1960 ve 1970’ler de Türkiye’de inşa edilen hapishanelerin mimari özelliği kalabalık koğuşlara insanları yığma ve denetim şeklindeydi. Koğuş, mimari yapısı gereği, denetim ve gözetimin sınırlanma imkânlarını içinde barındırıyordu. Devrimci mahkûmlar, 1980’lerin sonları ve 90’ların başından itibaren, gerek dışarıdaki toplumsal hareketliliğin artması, gerekse içerideki direnişin yarattığı kazanımlarla bu mimari yapıyı kendi avantajlarına çevirerek hapishanelerde idarenin kontrolünün sınırlandığı, özerk mekânın üretileceği, mahkûmların kendi gündelik hayatlarını belirleyeceği, eğitim gibi çalışmalar yürütebilecekleri bir direniş mekânı yaratırlar.

1980 darbesinden sonra dışarıdaki baskı ortamıyla birlikte içeride de devrimciliği yok etmek için yoğun bir baskı, işkence ve tecrit durumu yaratılır. Mahpusların hayatlarını her yönüyle kuşatmaya çalışan iktidar, mahpusların gündelik hayat edimlerini ve faaliyetlerini düzenlemeye çalışarak onların hayatlarını denetim ve kontrol altına almaya çalışır. Bu sayede birey benliği ve kendini tanımlayan kişilikten soyutlanmaya çalışılarak kişiliği ve iradesi yok edilmeye çalışılır. Tüm bu politikayla hedeflenen mahkûmun hayatını kontrol etmenin ötesinde kişinin kendi otokontrol ya da frenleme mekanizmalarını geliştirmesini sağlayarak sindirme ve teslimiyeti içselleştirmek, mahkûmu devrimciliğinden bir noktada içsel bir şekilde soyutlanmasıdır.

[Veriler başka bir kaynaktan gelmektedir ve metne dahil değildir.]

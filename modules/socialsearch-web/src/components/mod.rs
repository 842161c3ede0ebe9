use socialsearch_common::{Network, RankingPayload, SearchResultRow};
use socialsearch_core::{PanelSnapshot, RankingState, ViewState};

pub mod home;
pub mod layout;
pub mod ranking;
pub mod search;

pub use home::render_home;
pub use ranking::{build_social_pie_chart, render_ranking_page};

// --- View Models ---

#[derive(Clone, PartialEq)]
pub struct NetworkOption {
    pub value: &'static str,
    pub label: &'static str,
    pub selected: bool,
}

#[derive(Clone, PartialEq)]
pub struct RowView {
    pub title: Option<String>,
    pub fields: Vec<(String, String)>,
}

#[derive(Clone, PartialEq)]
pub enum ResultsView {
    /// Never searched: nothing is shown, not even the "no results" message.
    Hidden,
    Loading,
    Rows {
        network_label: String,
        rows: Vec<RowView>,
    },
    Empty,
    Failed,
}

#[derive(Clone, PartialEq)]
pub struct SearchView {
    pub text: String,
    pub networks: Vec<NetworkOption>,
    pub plan: String,
    pub can_submit: bool,
    pub loading: bool,
    pub show_favorite: bool,
    pub can_favorite: bool,
    pub favorited: bool,
    pub results: ResultsView,
}

#[derive(Clone, PartialEq)]
pub struct RankingRow {
    pub position: usize,
    pub query: String,
    pub network: String,
    pub amount: i64,
}

#[derive(Clone, PartialEq)]
pub enum RankingView {
    Loading,
    /// Fetched, but no search has been recorded yet.
    Empty,
    Loaded {
        rows: Vec<RankingRow>,
        chart_js: String,
    },
    Failed,
}

#[derive(Clone, PartialEq)]
pub struct HomeView {
    pub search: SearchView,
    pub ranking: RankingView,
}

// --- Conversions ---

pub fn network_options(selected: Option<Network>) -> Vec<NetworkOption> {
    Network::ALL
        .iter()
        .map(|n| NetworkOption {
            value: n.as_str(),
            label: n.label(),
            selected: selected == Some(*n),
        })
        .collect()
}

pub fn row_to_view(row: &SearchResultRow) -> RowView {
    RowView {
        title: row.title(),
        fields: row.fields(),
    }
}

pub fn search_to_view(snapshot: &PanelSnapshot) -> SearchView {
    let results = match &snapshot.view {
        ViewState::Idle => ResultsView::Hidden,
        ViewState::Loading => ResultsView::Loading,
        ViewState::HasResults(rows) => ResultsView::Rows {
            network_label: snapshot
                .shown_query
                .as_ref()
                .map(|q| q.network.label().to_string())
                .unwrap_or_default(),
            rows: rows.iter().map(row_to_view).collect(),
        },
        ViewState::Empty => ResultsView::Empty,
        ViewState::Failed(_) => ResultsView::Failed,
    };

    SearchView {
        text: snapshot.text.clone(),
        networks: network_options(snapshot.network),
        plan: snapshot.tier.as_str().to_string(),
        can_submit: snapshot.can_submit,
        loading: snapshot.view.is_loading(),
        show_favorite: snapshot.show_favorite,
        can_favorite: snapshot.can_favorite,
        favorited: snapshot.favorited,
        results,
    }
}

pub fn ranking_to_view(state: &RankingState) -> RankingView {
    match state {
        RankingState::NotFetched | RankingState::Loading => RankingView::Loading,
        RankingState::Failed(_) => RankingView::Failed,
        RankingState::Loaded(payload) if payload.is_empty() => RankingView::Empty,
        RankingState::Loaded(payload) => payload_to_view(payload),
    }
}

fn payload_to_view(payload: &RankingPayload) -> RankingView {
    let rows = payload
        .list
        .iter()
        .enumerate()
        .map(|(i, entry)| RankingRow {
            position: i + 1,
            query: entry.query.clone(),
            network: entry
                .network
                .parse::<Network>()
                .map(|n| n.label().to_string())
                .unwrap_or_else(|_| entry.network.clone()),
            amount: entry.amount,
        })
        .collect();

    RankingView::Loaded {
        rows,
        chart_js: build_social_pie_chart(&payload.statistics),
    }
}

#[cfg(test)]
mod tests {
    use super::*;
    use socialsearch_common::{RankingEntry, SearchQuery, SocialCounts, Tier};

    fn snapshot(view: ViewState) -> PanelSnapshot {
        PanelSnapshot {
            network: Some(Network::TikTok),
            text: "sunset".to_string(),
            tier: Tier::Free,
            view,
            favorited: false,
            can_submit: true,
            show_favorite: false,
            can_favorite: false,
            shown_query: Some(SearchQuery::new(Network::TikTok, "sunset", Tier::Free)),
        }
    }

    #[test]
    fn idle_hides_results() {
        let view = search_to_view(&snapshot(ViewState::Idle));
        assert!(view.results == ResultsView::Hidden);
    }

    #[test]
    fn empty_and_failed_are_distinct() {
        assert!(search_to_view(&snapshot(ViewState::Empty)).results == ResultsView::Empty);
        assert!(
            search_to_view(&snapshot(ViewState::Failed("boom".into()))).results
                == ResultsView::Failed
        );
    }

    #[test]
    fn selected_network_is_marked() {
        let view = search_to_view(&snapshot(ViewState::Idle));
        let selected: Vec<&str> = view
            .networks
            .iter()
            .filter(|o| o.selected)
            .map(|o| o.value)
            .collect();
        assert_eq!(selected, vec!["tiktok"]);
        assert_eq!(view.networks.len(), 4);
    }

    #[test]
    fn ranking_positions_start_at_one() {
        let payload = RankingPayload {
            list: vec![
                RankingEntry {
                    query: "cats".into(),
                    network: "youtube".into(),
                    amount: 3,
                },
                RankingEntry {
                    query: "sunset".into(),
                    network: "tiktok".into(),
                    amount: 2,
                },
            ],
            statistics: SocialCounts([0, 2, 0, 3]),
        };
        match ranking_to_view(&RankingState::Loaded(payload)) {
            RankingView::Loaded { rows, chart_js } => {
                assert_eq!(rows[0].position, 1);
                assert_eq!(rows[0].network, "Youtube");
                assert_eq!(rows[1].position, 2);
                assert!(chart_js.contains("[0,2,0,3]"));
            }
            _ => panic!("expected loaded view"),
        }
    }

    #[test]
    fn empty_ranking_differs_from_not_fetched() {
        assert!(ranking_to_view(&RankingState::NotFetched) == RankingView::Loading);
        assert!(
            ranking_to_view(&RankingState::Loaded(RankingPayload::default()))
                == RankingView::Empty
        );
    }
}
use std::env;
use std::time::Duration;

use tracing::warn;

use crate::types::Tier;

/// Application configuration loaded from environment variables.
#[derive(Debug, Clone)]
pub struct Config {
    // Profiles API
    pub profiles_api_url: String,
    pub search_timeout: Duration,

    // Store
    pub database_url: Option<String>,
    pub ranking_limit: usize,

    // Web server
    pub web_host: String,
    pub web_port: u16,

    /// Plan assigned to new visitor sessions.
    pub default_plan: Tier,
}

pub const DEFAULT_SEARCH_TIMEOUT_SECS: u64 = 25;
pub const DEFAULT_RANKING_LIMIT: usize = 10;

impl Config {
    /// Load configuration from environment variables.
    /// Panics with a clear message if required vars are missing.
    pub fn from_env() -> Self {
        Self {
            profiles_api_url: required_env("PROFILES_API_URL"),
            search_timeout: Duration::from_secs(parsed_env(
                "SEARCH_TIMEOUT_SECS",
                DEFAULT_SEARCH_TIMEOUT_SECS,
            )),
            database_url: env::var("DATABASE_URL").ok().filter(|s| !s.is_empty()),
            ranking_limit: parsed_env("RANKING_LIMIT", DEFAULT_RANKING_LIMIT),
            web_host: env::var("WEB_HOST").unwrap_or_else(|_| "0.0.0.0".to_string()),
            web_port: parsed_env("WEB_PORT", 3000),
            default_plan: env::var("DEFAULT_PLAN")
                .ok()
                .and_then(|v| {
                    v.parse()
                        .map_err(|e| warn!(error = %e, "Ignoring DEFAULT_PLAN"))
                        .ok()
                })
                .unwrap_or_default(),
        }
    }

    /// Config pointing at a local profiles API, used by tests and examples.
    pub fn for_api(profiles_api_url: impl Into<String>) -> Self {
        Self {
            profiles_api_url: profiles_api_url.into(),
            search_timeout: Duration::from_secs(DEFAULT_SEARCH_TIMEOUT_SECS),
            database_url: None,
            ranking_limit: DEFAULT_RANKING_LIMIT,
            web_host: "127.0.0.1".to_string(),
            web_port: 3000,
            default_plan: Tier::Free,
        }
    }
}

fn required_env(key: &str) -> String {
    env::var(key).unwrap_or_else(|_| panic!("{key} environment variable is required"))
}

fn parsed_env<T: std::str::FromStr>(key: &str, default: T) -> T {
    match env::var(key) {
        Ok(raw) => raw
            .parse()
            .unwrap_or_else(|_| panic!("{key} must be a number")),
        Err(_) => default,
    }
}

Ancak iktidar, hiçbir zaman mutlaklaşamadığı gibi direniş de her zaman iktidarın varlığı içinde çatlakları ve yeniden kurulumu barındıran bir olgu olarak var olmuştur. 12 Eylül sonrası hapishane koşullarında da direniş faşist diktaya karşı devrimcilerin seçtiği bir mücadele yöntemi olmuştur. İktidarın birey ve beden üzerindeki tahakkümünün kurulumunun en doğrudan yöntemlerinden biri işkencedir. İşkenceyle iktidar bedenin iradesine artık bireyin sahip olamadığını göstererek, bireyin iradesini kırmak ve bütünselliğini yok etmek ister. Yok edilmek istenen devrimci failin yerine var edilmek istenen iktidara tabi bir bireydir.

12 Eylül faşizmi de işkence üzerinden kendine tabi bireyler yaratmaya çalışmıştır. Devrimcilerse tabiyeti değil devrimciliği korumayı seçerek iktidara karşı direnişe geçmiştir. 12 Eylül faşizminin işkencelerine karşı mahpusların direniş yöntemlerinden biri işkence sırasında bağırmayarak iradeyi teslim etmemedir. Bu sayede iktidar işkencenin bedende yarattığı sınır üzerinden kontrolü ele geçireceğini düşündüğü bir evrenin tam tersiyle, bedeni ve kişiliği üzerindeki iradesini ölümü de göze alarak koruyan bir topluluk karşısında çaresizliğe tanık olmuştur.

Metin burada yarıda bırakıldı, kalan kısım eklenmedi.